- Born: 10 November 1895 Sinsheim, Grand Duchy of Baden, German Empire (now Baden-Württemberg, Germany)
- Died: 26 May 1980 (aged 84) Pacific Palisades, California, U.S.
- Occupation: Art director
- Years active: 1937–1966
- Children: Inez Storer

= Franz Bachelin =

German art director (1895–1980)

Franz Bachelin (10 November 1895 - 26 May 1980) was a German art director. In 1946, he and Hans Dreier did the art direction for The Searching Wind. He was nominated for an Academy Award in the category Best Art Direction for the film Journey to the Center of the Earth.
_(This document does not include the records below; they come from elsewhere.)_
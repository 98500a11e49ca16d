//! Ollama Backend Implementation
//!
//! LLM backend for Ollama (local LLM server).
//!
//! # Ollama API
//!
//! Ollama provides a REST API for:
//! - `/api/chat` - Chat completions with message history (streaming or batch)
//! - `/api/tags` - List available models
//!
//! Streaming responses are newline-delimited JSON, one object per line:
//!
//! ```text
//! {"message":{"role":"assistant","content":"He"},"done":false}
//! {"message":{"role":"assistant","content":"llo"},"done":false}
//! {"message":{"role":"assistant","content":""},"done":true}
//! ```
//!
//! A line carrying `{"error": "..."}` ends the stream with that error.

use std::time::Duration;

use async_trait::async_trait;
use base64::Engine;
use futures::StreamExt;
use serde::Deserialize;
use tokio::sync::mpsc;
use tokio_stream::wrappers::ReceiverStream;
use tokio_util::sync::CancellationToken;
use tracing::{debug, warn};

use super::traits::{BackendError, FragmentStream, LlmBackend, ModelInfo, DESCRIBE_IMAGE_PROMPT};
use crate::messages::HistoryEntry;

/// Default Ollama host
pub const DEFAULT_HOST: &str = "localhost";

/// Default Ollama port
pub const DEFAULT_PORT: u16 = 11434;

/// Fragments buffered between the HTTP reader and the consumer
const FRAGMENT_CHANNEL_CAPACITY: usize = 64;

/// One line of a chat response
#[derive(Debug, Default, Deserialize)]
struct ChatChunk {
    #[serde(default)]
    message: Option<ChunkMessage>,
    #[serde(default)]
    done: bool,
    #[serde(default)]
    error: Option<String>,
}

#[derive(Debug, Default, Deserialize)]
struct ChunkMessage {
    #[serde(default)]
    content: String,
}

#[derive(Debug, Deserialize)]
struct TagsResponse {
    #[serde(default)]
    models: Vec<TagModel>,
}

#[derive(Debug, Deserialize)]
struct TagModel {
    name: String,
    #[serde(default)]
    size: Option<u64>,
    #[serde(default)]
    details: Option<TagDetails>,
}

#[derive(Debug, Default, Deserialize)]
struct TagDetails {
    #[serde(default)]
    parameter_size: Option<String>,
    #[serde(default)]
    family: Option<String>,
}

impl From<TagModel> for ModelInfo {
    fn from(model: TagModel) -> Self {
        let details = model.details.unwrap_or_default();
        Self {
            name: model.name,
            size: model.size,
            parameter_size: details.parameter_size,
            family: details.family,
        }
    }
}

/// What a single NDJSON line means for the stream
#[derive(Debug, PartialEq, Eq)]
enum LineEvent {
    Fragment(String),
    Done,
    Failed(String),
    Skip,
}

fn parse_line(line: &str) -> LineEvent {
    let line = line.trim();
    if line.is_empty() {
        return LineEvent::Skip;
    }
    match serde_json::from_str::<ChatChunk>(line) {
        Ok(ChatChunk { error: Some(e), .. }) => LineEvent::Failed(e),
        Ok(ChatChunk { done: true, .. }) => LineEvent::Done,
        Ok(ChatChunk {
            message: Some(ChunkMessage { content }),
            ..
        }) if !content.is_empty() => LineEvent::Fragment(content),
        Ok(_) => LineEvent::Skip,
        Err(e) => {
            warn!(error = %e, "Skipping unparsable Ollama line");
            LineEvent::Skip
        }
    }
}

/// Whether an authority (`host`, `host:port`, `[::1]:port`) names a port
fn has_explicit_port(authority: &str) -> bool {
    authority
        .rsplit_once(':')
        .is_some_and(|(host, port)| {
            !host.is_empty() && !port.is_empty() && port.bytes().all(|b| b.is_ascii_digit())
        })
}

/// Ollama backend client
#[derive(Clone, Debug)]
pub struct OllamaBackend {
    /// Base URL without a trailing slash
    base_url: String,
    /// HTTP client
    http_client: reqwest::Client,
}

impl OllamaBackend {
    /// Create a new Ollama backend
    ///
    /// `host` may be a bare host name, `host:port`, or a URL with a scheme,
    /// following the `OLLAMA_HOST` convention; `port` applies only when the
    /// host names none. The client carries no overall timeout: generation
    /// may legitimately run for minutes.
    pub fn new(host: impl Into<String>, port: u16) -> Self {
        let host = host.into();
        let base_url = match Self::resolve_base_url(&host, port) {
            Ok(url) => url.as_str().trim_end_matches('/').to_string(),
            Err(e) => {
                warn!(host = %host, error = %e, "Unparsable Ollama host, using it verbatim");
                format!("http://{host}:{port}")
            }
        };
        let http_client = reqwest::Client::builder()
            .connect_timeout(Duration::from_secs(10))
            .build()
            .unwrap_or_else(|e| {
                warn!(error = %e, "Falling back to default HTTP client");
                reqwest::Client::new()
            });
        Self {
            base_url,
            http_client,
        }
    }

    /// Resolve a host setting to the backend's base URL
    ///
    /// `port` is added only when `host` carries no port of its own.
    ///
    /// # Errors
    ///
    /// Returns [`BackendError::InvalidUrl`] if the result is not a valid
    /// URL.
    pub fn resolve_base_url(host: &str, port: u16) -> Result<reqwest::Url, BackendError> {
        let host = host.trim();
        let with_scheme = if host.contains("://") {
            host.to_string()
        } else {
            format!("http://{host}")
        };
        let mut url = reqwest::Url::parse(&with_scheme)
            .map_err(|e| BackendError::InvalidUrl(format!("{host}: {e}")))?;
        if url.host_str().map_or(true, str::is_empty) {
            return Err(BackendError::InvalidUrl(format!("{host}: no host")));
        }

        let authority = with_scheme
            .split_once("://")
            .map_or("", |(_, rest)| rest.split('/').next().unwrap_or_default());
        if !has_explicit_port(authority) {
            url.set_port(Some(port))
                .map_err(|()| BackendError::InvalidUrl(format!("{host}: cannot carry a port")))?;
        }
        Ok(url)
    }

    /// Base URL requests are sent to
    #[must_use]
    pub fn base_url(&self) -> &str {
        &self.base_url
    }

    /// Get chat endpoint URL
    fn chat_url(&self) -> String {
        format!("{}/api/chat", self.base_url())
    }

    /// Get tags endpoint URL
    fn tags_url(&self) -> String {
        format!("{}/api/tags", self.base_url())
    }

    async fn post_chat(&self, body: &serde_json::Value) -> Result<reqwest::Response, BackendError> {
        let response = self
            .http_client
            .post(self.chat_url())
            .json(body)
            .send()
            .await?;

        if !response.status().is_success() {
            let status = response.status().as_u16();
            let body = response.text().await.unwrap_or_default();
            return Err(BackendError::Status { status, body });
        }
        Ok(response)
    }
}

impl Default for OllamaBackend {
    fn default() -> Self {
        Self::new(DEFAULT_HOST, DEFAULT_PORT)
    }
}

#[async_trait]
impl LlmBackend for OllamaBackend {
    fn name(&self) -> &'static str {
        "Ollama"
    }

    async fn health_check(&self) -> bool {
        self.http_client
            .get(self.tags_url())
            .timeout(Duration::from_secs(5))
            .send()
            .await
            .is_ok_and(|r| r.status().is_success())
    }

    async fn describe_image(&self, model: &str, image: &[u8]) -> Result<String, BackendError> {
        let encoded = base64::engine::general_purpose::STANDARD.encode(image);
        let body = serde_json::json!({
            "model": model,
            "messages": [{
                "role": "user",
                "content": DESCRIBE_IMAGE_PROMPT,
                "images": [encoded],
            }],
            "stream": false,
        });

        let response = self.post_chat(&body).await?;
        let chunk: ChatChunk = response
            .json()
            .await
            .map_err(|e| BackendError::InvalidResponse(e.to_string()))?;

        if let Some(error) = chunk.error {
            return Err(BackendError::Model(error));
        }
        let description = chunk.message.map(|m| m.content).unwrap_or_default();
        debug!(model, chars = description.len(), "Image described");
        Ok(description)
    }

    async fn stream_chat(
        &self,
        model: &str,
        messages: Vec<HistoryEntry>,
        cancel: CancellationToken,
    ) -> Result<FragmentStream, BackendError> {
        let body = serde_json::json!({
            "model": model,
            "messages": messages,
            "stream": true,
        });

        let response = self.post_chat(&body).await?;
        let mut stream = response.bytes_stream();
        let (tx, rx) = mpsc::channel(FRAGMENT_CHANNEL_CAPACITY);
        let model = model.to_string();

        // Spawn task to process stream
        tokio::spawn(async move {
            let mut buffer: Vec<u8> = Vec::new();

            loop {
                let chunk = tokio::select! {
                    () = cancel.cancelled() => {
                        debug!(model = %model, "Ollama stream cancelled");
                        return;
                    }
                    chunk = stream.next() => chunk,
                };

                let Some(chunk) = chunk else {
                    break;
                };
                let bytes = match chunk {
                    Ok(bytes) => bytes,
                    Err(e) => {
                        let _ = tx.send(Err(BackendError::from(e))).await;
                        return;
                    }
                };
                buffer.extend_from_slice(&bytes);

                // Parse newline-delimited JSON
                while let Some(pos) = buffer.iter().position(|&b| b == b'\n') {
                    let line: Vec<u8> = buffer.drain(..=pos).collect();
                    let event = parse_line(&String::from_utf8_lossy(&line));
                    match event {
                        LineEvent::Fragment(text) => {
                            if tx.send(Ok(text)).await.is_err() {
                                // Receiver dropped, stop streaming
                                return;
                            }
                        }
                        LineEvent::Done => return,
                        LineEvent::Failed(message) => {
                            let _ = tx.send(Err(BackendError::Model(message))).await;
                            return;
                        }
                        LineEvent::Skip => {}
                    }
                }
            }

            // Stream ended without done signal; salvage an unterminated line
            match parse_line(&String::from_utf8_lossy(&buffer)) {
                LineEvent::Fragment(text) => {
                    let _ = tx.send(Ok(text)).await;
                }
                LineEvent::Failed(message) => {
                    let _ = tx.send(Err(BackendError::Model(message))).await;
                }
                LineEvent::Done => return,
                LineEvent::Skip => {}
            }
            warn!(model = %model, "Ollama stream ended without done signal");
        });

        Ok(ReceiverStream::new(rx).boxed())
    }

    async fn list_models(&self) -> Result<Vec<ModelInfo>, BackendError> {
        let response = self
            .http_client
            .get(self.tags_url())
            .timeout(Duration::from_secs(10))
            .send()
            .await?;

        if !response.status().is_success() {
            let status = response.status().as_u16();
            let body = response.text().await.unwrap_or_default();
            return Err(BackendError::Status { status, body });
        }

        let tags: TagsResponse = response
            .json()
            .await
            .map_err(|e| BackendError::InvalidResponse(e.to_string()))?;

        Ok(tags.models.into_iter().map(ModelInfo::from).collect())
    }
}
Bachelin's last credited work as a cinema art director was for part two of the US television series Star Trek episode "The Menagerie". Bachelin originally assumed responsibility for art direction for the originally-planned Star Trek pilot episode "The Cage" after the first art director for the series pilot, Pato Guzman, left the production company to repatriate to his native Chile. This original series pilot was turned down by the National Broadcasting Company (the first television network to broadcast Star Trek), and was only released in 1988 as a filler episode in Paramount Television's Star Trek: The Next Generation television series during a writers' strike. Bachelin did not receive screen credit for his work on "The Cage".

==Selected filmography==
- The Hitler Gang, Paramount Pictures (1944)
- The Searching Wind (1946)
- Stalag 17 (1953)
- The Naked Jungle (1954)
- War and Peace, Paramount Pictures & Ponti-deLaurentitis (1955)
- Journey to the Center of the Earth (1959)
- Star Trek, Desilu (1964)
- Batman, Fox (1966)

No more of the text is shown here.